= Exercise materials =

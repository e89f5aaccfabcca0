//! Two-pass reply generation.
//!
//! [`PrimaryGenerator`] drafts a friendly answer from memory and the
//! retrieved snippet. [`MasterRewriter`] rewrites the draft under the care
//! stage directive and enforces the reply invariants afterwards, whatever
//! the model produced.

use chrono::{FixedOffset, Utc};

use super::{fallback_reply, TurnContext, CRISIS_LINE_SENTENCE, NO_INFO_REPLY};
use crate::config::LLMSettings;
use crate::error::Result;
use crate::llm::{ChatMessage, GenerationConfig, LLMManager};
use crate::memory::{format_for_prompt, MemorySnapshot};
use crate::rag::smart_rag::{ADDRESS_RE, PHONE_RE};
use crate::rag::{Intent, IntentAnalysis, RiskLevel};
use crate::types::Role;

pub const MAX_REPLY_CHARS: usize = 200;
pub const MAX_GREETING_CHARS: usize = 30;
const PRIMARY_MEMORY_TURNS: usize = 6;
const TAIPEI_OFFSET_SECS: i32 = 8 * 3600;

const PRIMARY_SYSTEM_PROMPT: &str = "你是高雄市毒品危害防制中心的線上陪伴者，說話像好朋友一樣自然、溫暖。\
請用繁體中文回答，句子簡短。若提供了參考資料，只能根據參考資料回答機構、電話、地址等事實，不可自行編造。";

const REWRITER_PERSONA: &str = "你是「小舒」，一位溫柔、穩定、不評價的陪伴者，負責把草稿潤飾成最後要說出口的話。";

const REWRITER_RULES: &str = "【避免】\n\
- 不說教、不批判、不使用「你應該」\n\
- 不提供任何取得或使用毒品的方法\n\
- 不編造機構、電話或地址，參考資料中的電話與地址必須原樣保留\n\
【語氣】\n\
- 口語、溫暖、像朋友傳訊息\n\
- 一次只問一個問題\n\
- 全文不超過200字，打招呼時不超過30字";

#[derive(Clone)]
pub struct PrimaryGenerator {
    llm: LLMManager,
    config: GenerationConfig,
}

impl PrimaryGenerator {
    pub fn new(llm: LLMManager, settings: &LLMSettings) -> Self {
        Self {
            llm,
            config: GenerationConfig {
                model: Some(settings.model_chat.clone()),
                max_tokens: settings.max_tokens,
                temperature: settings.temperature,
                timeout_ms: settings.timeout_secs * 1000,
                ..GenerationConfig::default()
            },
        }
    }

    pub async fn generate(&self, input: &str, memory: &MemorySnapshot, snippet: &str) -> Result<String> {
        let mut messages = vec![ChatMessage::system(PRIMARY_SYSTEM_PROMPT)];
        for turn in memory.recent(PRIMARY_MEMORY_TURNS) {
            messages.push(match turn.role {
                Role::User => ChatMessage::user(turn.content.clone()),
                Role::Assistant => ChatMessage::assistant(turn.content.clone()),
            });
        }

        let prompt = if snippet.is_empty() {
            input.to_string()
        } else {
            format!("{}\n\n【參考資料】{}", input, snippet)
        };
        messages.push(ChatMessage::user(prompt));

        let text = self.llm.generate(&messages, &self.config).await?;
        Ok(text.trim().to_string())
    }
}

#[derive(Clone)]
pub struct MasterRewriter {
    llm: LLMManager,
    config: GenerationConfig,
}

impl MasterRewriter {
    pub fn new(llm: LLMManager, settings: &LLMSettings) -> Self {
        Self {
            llm,
            config: GenerationConfig {
                model: Some(settings.model_chat.clone()),
                max_tokens: 400,
                temperature: settings.temperature,
                timeout_ms: settings.timeout_secs * 1000,
                ..GenerationConfig::default()
            },
        }
    }

    /// Final reply for the turn. Never fails: a provider error yields the
    /// static fallback, and every result passes through [`finalize_reply`].
    pub async fn rewrite(&self, ctx: &TurnContext) -> String {
        let analysis = &ctx.analysis;
        let snippet = ctx.snippet();

        if is_unanswerable(analysis, snippet) {
            tracing::info!(conversation_id = %ctx.conversation_id, "No retrieved facts for consultation");
            return finalize_reply(NO_INFO_REPLY, analysis, snippet);
        }

        let messages = [
            ChatMessage::system(self.system_prompt(analysis)),
            ChatMessage::user(rewrite_request(ctx)),
        ];

        let draft = match self.llm.generate(&messages, &self.config).await {
            Ok(text) if !text.trim().is_empty() => text,
            Ok(_) => {
                tracing::warn!(conversation_id = %ctx.conversation_id, "Rewriter returned empty text");
                fallback_reply(analysis.risk_level).to_string()
            }
            Err(e) => {
                tracing::warn!(conversation_id = %ctx.conversation_id, error = %e, "Rewriter failed, using fallback");
                fallback_reply(analysis.risk_level).to_string()
            }
        };

        finalize_reply(&draft, analysis, snippet)
    }

    fn system_prompt(&self, analysis: &IntentAnalysis) -> String {
        format!(
            "{}\n\n【本輪關懷階段】{}\n{}\n\n{}\n\n現在時間：{}",
            REWRITER_PERSONA,
            analysis.care_stage_needed.label(),
            analysis.care_stage_needed.directive(),
            REWRITER_RULES,
            local_time(),
        )
    }
}

fn rewrite_request(ctx: &TurnContext) -> String {
    let analysis = &ctx.analysis;
    let memory = format_for_prompt(&ctx.memory);
    let snippet = ctx.snippet();
    let mut out = String::new();

    out.push_str(&format!("使用者剛說：{}\n", ctx.input));
    out.push_str(&format!(
        "分析：風險={} 意圖={} 情緒={} 策略成效={:?}\n",
        analysis.risk_level.as_str(),
        analysis.intent.as_str(),
        if analysis.emotional_state.is_empty() { "未知" } else { &analysis.emotional_state },
        analysis.strategy_effectiveness,
    ));
    if !analysis.care_stage_reason.is_empty() {
        out.push_str(&format!("階段理由：{}\n", analysis.care_stage_reason));
    }
    if !snippet.is_empty() {
        out.push_str(&format!("參考資料：{}\n", snippet));
    }
    if !memory.is_empty() {
        out.push_str(&format!("\n{}\n", memory));
    }
    out.push_str(&format!("\n草稿：{}\n\n請直接輸出潤飾後的回覆。", ctx.primary));
    out
}

fn local_time() -> String {
    match FixedOffset::east_opt(TAIPEI_OFFSET_SECS) {
        Some(offset) => Utc::now().with_timezone(&offset).format("%Y-%m-%d %H:%M").to_string(),
        None => Utc::now().format("%Y-%m-%d %H:%M UTC").to_string(),
    }
}

/// A factual question we have nothing on.
fn is_unanswerable(analysis: &IntentAnalysis, snippet: &str) -> bool {
    analysis.intent == Intent::Consultation
        && analysis.risk_level != RiskLevel::High
        && snippet.trim().is_empty()
}

/// Enforce the reply invariants:
/// phones and addresses present in the snippet survive verbatim, high risk
/// replies mention 1995, greetings stay within 30 characters and every reply
/// within 200.
pub fn finalize_reply(draft: &str, analysis: &IntentAnalysis, snippet: &str) -> String {
    let body = draft
        .trim()
        .trim_matches(|c| matches!(c, '"' | '「' | '」'))
        .trim();

    let missing: Vec<&str> = PHONE_RE
        .find_iter(snippet)
        .chain(ADDRESS_RE.find_iter(snippet))
        .map(|m| m.as_str())
        .filter(|fact| !body.contains(fact))
        .fold(Vec::new(), |mut acc, fact| {
            if !acc.contains(&fact) {
                acc.push(fact);
            }
            acc
        });
    let crisis = if analysis.risk_level == RiskLevel::High && !body.contains("1995") {
        CRISIS_LINE_SENTENCE
    } else {
        ""
    };

    let limit = if analysis.intent == Intent::Greeting {
        MAX_GREETING_CHARS
    } else {
        MAX_REPLY_CHARS
    };

    // The crisis sentence is reserved first, then up to half the limit for
    // the draft. Facts that no longer fit are dropped whole rather than cut.
    let body_reserve = body.chars().count().min(limit / 2);
    let mut budget = limit
        .saturating_sub(crisis.chars().count())
        .saturating_sub(body_reserve);
    let mut kept: Vec<&str> = Vec::new();
    for fact in missing {
        let separator = if kept.is_empty() { 2 } else { 1 };
        let cost = fact.chars().count() + separator;
        if cost <= budget {
            budget -= cost;
            kept.push(fact);
        }
    }

    let mut appendix = String::new();
    if !kept.is_empty() {
        appendix.push_str(&format!("（{}）", kept.join("，")));
    }
    appendix.push_str(crisis);

    let room = limit.saturating_sub(appendix.chars().count());
    let mut reply = truncate_at_sentence(body, room);
    reply.push_str(&appendix);
    reply
}

/// Cut to `max` chars, preferring the last sentence end inside the window.
fn truncate_at_sentence(text: &str, max: usize) -> String {
    let chars: Vec<char> = text.chars().collect();
    if chars.len() <= max {
        return text.to_string();
    }
    let window = &chars[..max];
    match window
        .iter()
        .rposition(|c| matches!(c, '。' | '！' | '？' | '!' | '?' | '～'))
    {
        Some(pos) if pos > 0 => window[..=pos].iter().collect(),
        _ => window.iter().collect(),
    }
}

#[cfg(test)]
mod tests {
    use super::*;
    use crate::chat::{TurnContext, CRISIS_FALLBACK_REPLY, GENERIC_FALLBACK_REPLY};
    use crate::memory::MemorySnapshot;
    use crate::rag::smart_rag::RagOutcome;
    use crate::test_support::{memory_with, FailingLLM, ScriptedLLM};
    use std::sync::Arc;
    use uuid::Uuid;

    fn analysis(risk: RiskLevel, intent: Intent) -> IntentAnalysis {
        IntentAnalysis {
            risk_level: risk,
            intent,
            ..IntentAnalysis::default()
        }
    }

    fn context(input: &str, analysis: IntentAnalysis, snippet: &str) -> TurnContext {
        let id = Uuid::new_v4();
        let mut ctx = TurnContext::new(id, "u1", input, MemorySnapshot::empty(id));
        ctx.analysis = analysis;
        if !snippet.is_empty() {
            ctx.rag = Some(RagOutcome {
                snippet: snippet.to_string(),
                ..RagOutcome::default()
            });
        }
        ctx.primary = "草稿".to_string();
        ctx
    }

    #[test]
    fn high_risk_reply_always_mentions_crisis_line() {
        let reply = finalize_reply("我在這裡陪你。", &analysis(RiskLevel::High, Intent::Crisis), "");
        assert!(reply.contains("1995"));
        assert!(reply.starts_with("我在這裡陪你。"));
    }

    #[test]
    fn lost_phone_and_address_are_appended() {
        let snippet = "高雄市毒品危害防制中心；07-713-4000；高雄市苓雅區凱旋二路130號";
        let reply = finalize_reply(
            "可以去毒防局看看喔。",
            &analysis(RiskLevel::Low, Intent::Consultation),
            snippet,
        );
        assert!(reply.contains("07-713-4000"));
        assert!(reply.contains("高雄市苓雅區凱旋二路130號"));
    }

    #[test]
    fn facts_already_present_are_not_repeated() {
        let snippet = "電話07-713-4000";
        let reply = finalize_reply("打07-713-4000就可以。", &analysis(RiskLevel::Low, Intent::Consultation), snippet);
        assert_eq!(reply.matches("07-713-4000").count(), 1);
    }

    #[test]
    fn greeting_is_capped_at_thirty_chars() {
        let long = "嗨嗨！很高興見到你。今天過得怎麼樣呢？有什麼想聊的都可以跟我說，我會一直在這裡陪著你，不管多晚都可以。";
        let reply = finalize_reply(long, &analysis(RiskLevel::None, Intent::Greeting), "");
        assert!(reply.chars().count() <= MAX_GREETING_CHARS);
        assert!(reply.ends_with('。') || reply.ends_with('？') || reply.ends_with('！'));
    }

    #[test]
    fn every_reply_is_capped_at_two_hundred_chars() {
        let long = "好".repeat(500);
        let reply = finalize_reply(&long, &analysis(RiskLevel::High, Intent::Crisis), "07-713-4000");
        assert!(reply.chars().count() <= MAX_REPLY_CHARS);
        assert!(reply.contains("1995"));
        assert!(reply.contains("07-713-4000"));
    }

    #[test]
    fn long_draft_keeps_appended_facts_whole() {
        let long = "我們一起想辦法。".repeat(40);
        let snippet = "專線07-713-4000，地址高雄市苓雅區凱旋二路130號";
        let reply = finalize_reply(&long, &analysis(RiskLevel::High, Intent::Crisis), snippet);
        assert!(reply.chars().count() <= MAX_REPLY_CHARS);
        assert!(reply.contains("07-713-4000"));
        assert!(reply.ends_with(CRISIS_LINE_SENTENCE));
    }

    #[test]
    fn greeting_with_facts_stays_within_greeting_cap() {
        let snippet = "專線07-713-4000，地址高雄市苓雅區凱旋二路130號";
        let reply = finalize_reply(
            "你好呀！很高興認識你。",
            &analysis(RiskLevel::None, Intent::Greeting),
            snippet,
        );
        assert!(reply.chars().count() <= MAX_GREETING_CHARS);
        assert!(reply.starts_with("你好呀！很高興認識你。"));
        assert!(reply.contains("（07-713-4000）"));
    }

    #[tokio::test]
    async fn provider_failure_yields_static_fallbacks() {
        let rewriter = MasterRewriter::new(LLMManager::new(Arc::new(FailingLLM)), &LLMSettings::default());

        let high = rewriter
            .rewrite(&context("活著好累", analysis(RiskLevel::High, Intent::Crisis), ""))
            .await;
        assert_eq!(high, CRISIS_FALLBACK_REPLY);

        let low = rewriter
            .rewrite(&context("嗯", analysis(RiskLevel::Low, Intent::Chat), ""))
            .await;
        assert_eq!(low, GENERIC_FALLBACK_REPLY);
    }

    #[tokio::test]
    async fn consultation_without_snippet_says_not_recorded() {
        let llm = Arc::new(ScriptedLLM::new().with_default("某某醫院電話是02-0000-0000"));
        let rewriter = MasterRewriter::new(LLMManager::new(llm.clone()), &LLMSettings::default());
        let reply = rewriter
            .rewrite(&context("哪裡可以戒毒", analysis(RiskLevel::Low, Intent::Consultation), ""))
            .await;
        assert_eq!(reply, NO_INFO_REPLY);
        assert!(llm.prompts().is_empty());
    }

    #[tokio::test]
    async fn rewriter_prompt_carries_stage_directive_and_snippet() {
        let llm = Arc::new(ScriptedLLM::new().with_default("好的，我們一起想辦法。"));
        let rewriter = MasterRewriter::new(LLMManager::new(llm.clone()), &LLMSettings::default());
        let mut a = analysis(RiskLevel::Medium, Intent::EmotionalSupport);
        a.care_stage_needed = crate::rag::CareStage::S2;
        let reply = rewriter.rewrite(&context("好煩", a, "凱旋醫院")).await;

        assert_eq!(reply, "好的，我們一起想辦法。");
        let prompt = &llm.prompts()[0];
        assert!(prompt.contains("S2"));
        assert!(prompt.contains(crate::rag::CareStage::S2.directive()));
        assert!(prompt.contains("參考資料：凱旋醫院"));
        assert!(prompt.contains("草稿：草稿"));
    }

    #[tokio::test]
    async fn primary_includes_recent_memory_and_snippet() {
        let llm = Arc::new(ScriptedLLM::new().with_default("  可以打電話問問看。 "));
        let generator = PrimaryGenerator::new(LLMManager::new(llm.clone()), &LLMSettings::default());
        let memory = memory_with(&[("user", "我想戒毒", None), ("assistant", "很棒的決定", Some(1))]);

        let text = generator.generate("要去哪裡", &memory, "凱旋醫院；07-751-3171").await.unwrap();
        assert_eq!(text, "可以打電話問問看。");
        let prompt = &llm.prompts()[0];
        assert!(prompt.contains("我想戒毒"));
        assert!(prompt.contains("很棒的決定"));
        assert!(prompt.contains("【參考資料】凱旋醫院；07-751-3171"));
    }
}
pub mod chunker;
pub mod media;
pub mod parser;

pub use chunker::{DocumentChunk, TextChunker};
pub use media::{inspect_image, ImageInfo};
pub use parser::{DocumentParser, ParsedDocument};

= Assignment =
Above are records; count the lines among them that include the word "appendix", and give only the number.

= Output for this task =
5